3. Infraestructura: El Fondo de Recuperación
Quizás el punto más crítico para la comunidad educativa ha sido el estado de los establecimientos. La ley crea y asegura un financiamiento basal para infraestructura. Esto cambia la lógica de concursabilidad (donde las escuelas competían por fondos para arreglar techos o baños) a una lógica de asignación directa basada en diagnósticos técnicos. Para la gestión directiva, esto significa poder planificar el mantenimiento preventivo en lugar de vivir en una constante gestión de la emergencia.
El contexto de 2026: Crecimiento de la matrícula y presión por calidad
Este fortalecimiento institucional no ocurre en el vacío. Según los datos del proceso de admisión escolar 2026, Chile está experimentando un aumento en la matrícula del sector público. Este fenómeno, impulsado tanto por factores económicos que desplazan a familias de la educación particular subvencionada como por una paulatina recuperación de la confianza en lo público, ejerce una presión adicional sobre el sistema.
Para los líderes educativos, este escenario plantea un doble desafío: gestionar la expansión de la cobertura manteniendo o mejorando los estándares de calidad. La consolidación de los SLEP, con las herramientas que otorga esta nueva ley, es condición sine qua non para absorber esta demanda. Un sistema administrativo lento y desfinanciado no podría responder a aulas más llenas y comunidades más exigentes.
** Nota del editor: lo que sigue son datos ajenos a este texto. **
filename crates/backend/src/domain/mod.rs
pub mod a001_order;
pub mod a002_customer;
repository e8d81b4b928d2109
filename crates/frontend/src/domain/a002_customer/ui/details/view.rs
use contracts::domain::a002_customer::Customer;
use leptos::prelude::*;
use std::rc::Rc;

use super::view_model::CustomerDetailsViewModel;

#[component]
pub fn CustomerDetails(
    existing: Option<Customer>,
    on_saved: Rc<dyn Fn(Customer)>,
    on_cancel: Rc<dyn Fn(())>,
) -> impl IntoView {
    let vm = CustomerDetailsViewModel::new(existing);
    let vm_clone = vm.clone();
    let edit_mode = vm.is_edit_mode();

    view! {
        <div class="details-container customer-details">
            <div class="details-header">
                <h3>
                    {if edit_mode { "Редактирование клиента" } else { "Новый клиент" }}
                </h3>
            </div>

            {
                let vm = vm_clone.clone();
                move || vm.error.get().map(|e| view! { <div class="error">{e}</div> })
            }

            <div class="details-form">
                <div class="form-group">
                    <label for="name">{"Имя"}</label>
                    <input
                        type="text"
                        id="name"
                        prop:value={
                            let vm = vm_clone.clone();
                            move || vm.form.get().name
                        }
                        on:input={
                            let vm = vm_clone.clone();
                            move |ev| {
                                vm.form.update(|f| f.name = event_target_value(&ev));
                            }
                        }
                        placeholder="Введите имя клиента"
                    />
                </div>

                <div class="form-group">
                    <label for="phone">{"Телефон"}</label>
                    <input
                        type="tel"
                        id="phone"
                        prop:value={
                            let vm = vm_clone.clone();
                            move || vm.form.get().phone_number
                        }
                        on:input={
                            let vm = vm_clone.clone();
                            move |ev| {
                                vm.form.update(|f| f.phone_number = event_target_value(&ev));
                            }
                        }
                        placeholder="+7 (999) 123-45-67"
                    />
                </div>

                <div class="form-group">
                    <label for="notes">{"Заметки"}</label>
                    <textarea
                        id="notes"
                        prop:value={
                            let vm = vm_clone.clone();
                            move || vm.form.get().notes.clone().unwrap_or_default()
                        }
                        on:input={
                            let vm = vm_clone.clone();
                            move |ev| {
                                let value = event_target_value(&ev);
                                vm.form.update(|f| {
                                    f.notes = if value.is_empty() { None } else { Some(value) };
                                });
                            }
                        }
                        placeholder="Любимый напиток, предпочтения (необязательно)"
                        rows="3"
                    />
                </div>
            </div>

            <div class="details-actions">
                <button
                    class="btn btn-primary"
                    on:click={
                        let vm = vm_clone.clone();
                        let on_saved = on_saved.clone();
                        move |_| vm.save_command(on_saved.clone())
                    }
                >
                    "Сохранить"
                </button>
                <button
                    class="btn"
                    on:click={
                        let on_cancel = on_cancel.clone();
                        move |_| (on_cancel)(())
                    }
                >
                    "Отмена"
                </button>
            </div>
        </div>
    }
}
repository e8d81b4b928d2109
use contracts::system::auth::{LoginRequest, LoginResponse, UserInfo};
use gloo_net::http::Request;

use crate::shared::api_utils::api_base;

/// Login failures are shown to the cashier as-is, so they are translated
/// here rather than echoing a status code
fn login_error_message(status: u16) -> String {
    match status {
        401 => "Неверный логин или пароль".to_string(),
        _ => format!("Ошибка сервера ({})", status),
    }
}

/// Login with username and password
pub async fn login(username: String, password: String) -> Result<LoginResponse, String> {
    let request = LoginRequest { username, password };

    let response = Request::post(&format!("{}/api/system/auth/login", api_base()))
        .json(&request)
        .map_err(|e| format!("Failed to serialize request: {}", e))?
        .send()
        .await
        .map_err(|e| format!("Failed to send request: {}", e))?;

    if !response.ok() {
        return Err(login_error_message(response.status()));
    }

    response
        .json::<LoginResponse>()
        .await
        .map_err(|e| format!("Failed to parse response: {}", e))
}

/// Get current user info
pub async fn get_current_user(access_token: &str) -> Result<UserInfo, String> {
    let response = Request::get(&format!("{}/api/system/auth/me", api_base()))
        .header("Authorization", &format!("Bearer {}", access_token))
        .send()
        .await
        .map_err(|e| format!("Failed to send request: {}", e))?;

    if !response.ok() {
        return Err(format!("Get current user failed: {}", response.status()));
    }

    response
        .json::<UserInfo>()
        .await
        .map_err(|e| format!("Failed to parse response: {}", e))
}

#[cfg(test)]
mod tests {
    use super::*;

    #[test]
    fn invalid_credentials_get_a_translated_message() {
        assert_eq!(login_error_message(401), "Неверный логин или пароль");
        assert_eq!(login_error_message(500), "Ошибка сервера (500)");
    }
}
Implicancias para el liderazgo y la gestión escolar
La aprobación de esta ley envía una señal clara a los directivos escolares y a los mandos medios de la educación pública chilena: se acabó el periodo de marcha blanca. Con las herramientas administrativas ya legisladas, el foco se desplazará inevitablemente desde la justificación de las fallas operativas hacia la exigencia de resultados pedagógicos.
Para los Directores Ejecutivos de los SLEP, el perfil profesional se vuelve aún más técnico y estratégico. Ya no bastará con administrar la escasez o culpar a la burocracia central; con mayores atribuciones y recursos, serán medibles por su capacidad de ejecución y por la mejora efectiva de los aprendizajes en su territorio.
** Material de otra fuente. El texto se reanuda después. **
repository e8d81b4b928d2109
//! Cashier screen
//!
//! Simplified MVVM pattern implementation:
//! - model.rs: API functions (catalog, customers, order submit)
//! - view_model.rs: ViewModel with commands and state management
//! - view.rs: Leptos component (pure UI)

mod model;
mod view;
mod view_model;

pub use view::CashierPage;
pub use view_model::CashierViewModel;
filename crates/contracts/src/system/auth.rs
use serde::{Deserialize, Serialize};

#[derive(Debug, Clone, Serialize, Deserialize)]
pub struct LoginRequest {
    pub username: String,
    pub password: String,
}

#[derive(Debug, Clone, Serialize, Deserialize)]
pub struct LoginResponse {
    pub access_token: String,
    pub user: UserInfo,
}

#[derive(Debug, Clone, Serialize, Deserialize)]
pub struct UserInfo {
    pub id: String,
    pub username: String,
    pub full_name: Option<String>,
}

#[derive(Debug, Clone, Serialize, Deserialize)]
pub struct TokenClaims {
    pub sub: String, // user_id
    pub username: String,
    pub exp: usize, // expiration timestamp
    pub iat: usize, // issued at
}
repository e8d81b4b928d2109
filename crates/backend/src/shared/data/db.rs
use once_cell::sync::OnceCell;
use sea_orm::{ConnectionTrait, Database, DatabaseBackend, DatabaseConnection, Statement};

static DB_CONN: OnceCell<DatabaseConnection> = OnceCell::new();

async fn table_exists(conn: &DatabaseConnection, name: &str) -> anyhow::Result<bool> {
    let sql = format!(
        "SELECT name FROM sqlite_master WHERE type='table' AND name='{}';",
        name
    );
    let rows = conn
        .query_all(Statement::from_string(DatabaseBackend::Sqlite, sql))
        .await?;
    Ok(!rows.is_empty())
}

pub async fn initialize_database(db_path: Option<&str>) -> anyhow::Result<()> {
    let db_file = db_path.unwrap_or("target/db/pos.db");
    if let Some(parent) = std::path::Path::new(db_file).parent() {
        std::fs::create_dir_all(parent)?;
    }
    let absolute_path = if std::path::Path::new(db_file).is_absolute() {
        std::path::PathBuf::from(db_file)
    } else {
        std::env::current_dir()?.join(db_file)
    };
    // Normalize path separators and ensure proper URL form on Windows
    let normalized = absolute_path.to_string_lossy().replace('\\', "/");
    let needs_leading_slash = !normalized.starts_with('/') && normalized.contains(':');
    let prefix = if needs_leading_slash { "/" } else { "" };
    let db_url = format!("sqlite://{}{}?mode=rwc", prefix, normalized);
    let conn = Database::connect(&db_url).await?;

    // a001_order: order documents, one row per order, items as JSON.
    // Orders are never deleted, completed ones are only filtered out of
    // the active views.
    if !table_exists(&conn, "a001_order").await? {
        tracing::info!("Creating a001_order table");
        let create_order_table_sql = r#"
            CREATE TABLE a001_order (
                id TEXT PRIMARY KEY NOT NULL,
                customer_name TEXT NOT NULL,
                customer_id TEXT,
                items TEXT NOT NULL,
                status TEXT NOT NULL DEFAULT 'preparing',
                created_at TEXT NOT NULL,
                completed_at TEXT,
                total_price INTEGER NOT NULL DEFAULT 0,
                payment_method TEXT NOT NULL DEFAULT 'card',
                estimated_prep_seconds INTEGER NOT NULL DEFAULT 0
            );
        "#;
        conn.execute(Statement::from_string(
            DatabaseBackend::Sqlite,
            create_order_table_sql.to_string(),
        ))
        .await?;
        // Tracker and dashboard both filter on status/created_at
        conn.execute(Statement::from_string(
            DatabaseBackend::Sqlite,
            "CREATE INDEX idx_a001_order_status_created ON a001_order (status, created_at);"
                .to_string(),
        ))
        .await?;
    }

    // a002_customer: directory keyed by normalized phone number
    if !table_exists(&conn, "a002_customer").await? {
        tracing::info!("Creating a002_customer table");
        let create_customer_table_sql = r#"
            CREATE TABLE a002_customer (
                id TEXT PRIMARY KEY NOT NULL,
                name TEXT NOT NULL,
                phone_number TEXT NOT NULL,
                notes TEXT
            );
        "#;
        conn.execute(Statement::from_string(
            DatabaseBackend::Sqlite,
            create_customer_table_sql.to_string(),
        ))
        .await?;
    }

    DB_CONN
        .set(conn)
        .map_err(|_| anyhow::anyhow!("Failed to set DB_CONN"))?;
    Ok(())
}

pub fn get_connection() -> &'static DatabaseConnection {
    DB_CONN
        .get()
        .expect("Database connection has not been initialized")
}
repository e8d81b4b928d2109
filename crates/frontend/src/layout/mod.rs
pub mod header;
Asimismo, para los directores de escuela, la ley promete una mayor autonomía en el uso de recursos, lo que conlleva una mayor responsabilidad en la rendición de cuentas. Se fortalece el liderazgo distribuido, donde la escuela es la unidad base de gestión, pero integrada a una red territorial que debe funcionar sistémicamente, no como islas aisladas como ocurría a menudo en el modelo municipal.
Un modelo en observación regional
La reforma educativa chilena sigue siendo observada con lupa desde España y el resto de América Latina. Mientras muchos países debaten entre centralizar o descentralizar, Chile intenta una vía híbrida: una descentralización territorializada con fuerte conducción estratégica del Estado central.
El éxito de esta «Ley Corta» o ley de fortalecimiento determinará si es posible construir una educación pública de calidad, gratuita y no selectiva que sea, al mismo tiempo, eficiente en su gestión. Los fierros y el cemento de la infraestructura importan, pero la ingeniería institucional que se acaba de aprobar es lo que sostendrá el edificio educativo de las próximas décadas.